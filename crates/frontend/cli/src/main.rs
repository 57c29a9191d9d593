mod scene;

use anyhow::{anyhow, Context, Result};
use clap::Parser;
use prism_core::logging::{LogCategory, LogConfig, LogLevel};
use prism_core::renderer::Renderer;
use prism_core::types::Frame;
use prism_raster::{PipelineRenderer, RenderConfig, SoftwareRenderer};
use scene::{Scene, SceneKind};
use std::fs::File;
use std::io::BufWriter;
use std::path::{Path, PathBuf};

#[derive(Parser)]
#[command(name = "prism", about = "Render a built-in scene with the software rasterizer")]
struct Args {
    /// Scene to render
    #[arg(value_enum)]
    scene: SceneKind,

    /// Surface width (overrides --config)
    #[arg(long)]
    width: Option<u32>,

    /// Surface height (overrides --config)
    #[arg(long)]
    height: Option<u32>,

    /// PNG file to write the last frame to
    #[arg(long, default_value = "prism.png")]
    output: PathBuf,

    /// JSON render settings; missing fields take their defaults
    #[arg(long)]
    config: Option<PathBuf>,

    /// Number of animation steps to render
    #[arg(long, default_value_t = 1)]
    frames: u32,

    /// Pipeline log level for every category: off, error, warn, info, debug, trace
    #[arg(long, default_value = "warn")]
    log_level: String,

    /// Trace every rasterized primitive (very noisy)
    #[arg(long, default_value_t = false)]
    log_raster: bool,

    /// Write pipeline logs to this file instead of stderr
    #[arg(long)]
    log_file: Option<PathBuf>,

    /// Point size in pixels (overrides --config)
    #[arg(long)]
    point_size: Option<u32>,

    /// Enable back-face culling (overrides --config)
    #[arg(long, default_value_t = false)]
    cull: bool,

    /// Print the last frame's draw counters as JSON
    #[arg(long, default_value_t = false)]
    stats: bool,
}

fn configure_logging(args: &Args) -> Result<()> {
    let level = LogLevel::from_str(&args.log_level)
        .ok_or_else(|| anyhow!("Unknown log level: {}", args.log_level))?;
    let config = LogConfig::global();
    for category in LogCategory::ALL {
        config.set_level(category, level);
    }
    if args.log_raster {
        config.set_level(LogCategory::Raster, LogLevel::Trace);
    }
    if let Some(path) = &args.log_file {
        config
            .set_log_file(path.clone())
            .with_context(|| format!("opening log file {}", path.display()))?;
    }
    Ok(())
}

fn render_config(args: &Args) -> Result<RenderConfig> {
    let mut config = match &args.config {
        Some(path) => RenderConfig::load(path)
            .with_context(|| format!("loading render config {}", path.display()))?,
        None => RenderConfig::default(),
    };
    if let Some(width) = args.width {
        config.width = width;
    }
    if let Some(height) = args.height {
        config.height = height;
    }
    if let Some(size) = args.point_size {
        config.point_size = size;
    }
    if args.cull {
        config.cull_back_faces = true;
    }
    if config.width == 0 || config.height == 0 {
        anyhow::bail!("Surface size must be non-zero, got {}x{}", config.width, config.height);
    }
    Ok(config)
}

fn write_png(frame: &Frame, path: &Path) -> Result<()> {
    let file = File::create(path).with_context(|| format!("creating {}", path.display()))?;
    let mut encoder = png::Encoder::new(BufWriter::new(file), frame.width, frame.height);
    encoder.set_color(png::ColorType::Rgba);
    encoder.set_depth(png::BitDepth::Eight);
    let mut writer = encoder.write_header()?;
    writer.write_image_data(&frame.to_rgba_bytes())?;
    Ok(())
}

fn main() -> Result<()> {
    env_logger::init();
    let args = Args::parse();
    configure_logging(&args)?;

    if args.frames == 0 {
        anyhow::bail!("--frames must be at least 1");
    }

    let config = render_config(&args)?;
    let aspect = config.width as f32 / config.height as f32;
    let mut renderer = SoftwareRenderer::new(config.clone());
    let mut scene = Scene::new(args.scene)?;
    log::info!(
        "Rendering {:?} at {}x{} with {}",
        scene.kind(),
        config.width,
        config.height,
        renderer.name()
    );

    for frame in 0..args.frames {
        renderer.clear(config.clear_color);
        let stats = scene.render(&mut renderer, frame, aspect)?;
        log::debug!(
            "Frame {}: {} fragments written of {} shaded",
            frame,
            stats.fragments_written,
            stats.fragments_shaded
        );
    }

    write_png(renderer.get_frame(), &args.output)?;
    log::info!("Wrote {}", args.output.display());

    if args.stats {
        println!("{}", serde_json::to_string_pretty(&renderer.frame_stats())?);
    }

    Ok(())
}
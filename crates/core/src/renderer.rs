//! Backend-neutral renderer trait
//!
//! Every rendering backend (the CPU rasterizer in `prism_raster`, or a
//! GPU-backed one living outside this workspace) exposes its output through
//! the same surface-level interface:
//!
//! ```text
//! caller (scene, draw calls) -> pipeline trait -> {Software, Hardware} backends
//!                                      |
//!                                      +-- Renderer (frame access, clear, resize)
//! ```
//!
//! Draw-call entry points depend on the shader and vertex types of a
//! particular pipeline, so they live in an extension trait next to those
//! types (`prism_raster::PipelineRenderer`). This trait only covers what a
//! presenter needs: read the finished frame, clear, resize.

use crate::types::Frame;

/// Output side of a rendering backend
pub trait Renderer: Send {
    /// Get the current color plane
    fn get_frame(&self) -> &Frame;

    /// Clear color (ARGB8888) and depth planes
    fn clear(&mut self, color: u32);

    /// Restore the backend to its freshly constructed state
    fn reset(&mut self);

    /// Human-readable backend name, e.g. "Software Rasterizer"
    fn name(&self) -> &str;

    /// Whether rasterization runs on a GPU
    fn is_hardware_accelerated(&self) -> bool {
        false
    }

    /// Recreate resolution-dependent planes
    fn resize(&mut self, width: u32, height: u32);
}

□ □ □

Each line of the entries above that has the word "bail" is to be copied.

## RESPONSE TO THE EXERCISE
        anyhow::bail!("Surface size must be non-zero, got {}x{}", config.width, config.height);
        anyhow::bail!("--frames must be at least 1");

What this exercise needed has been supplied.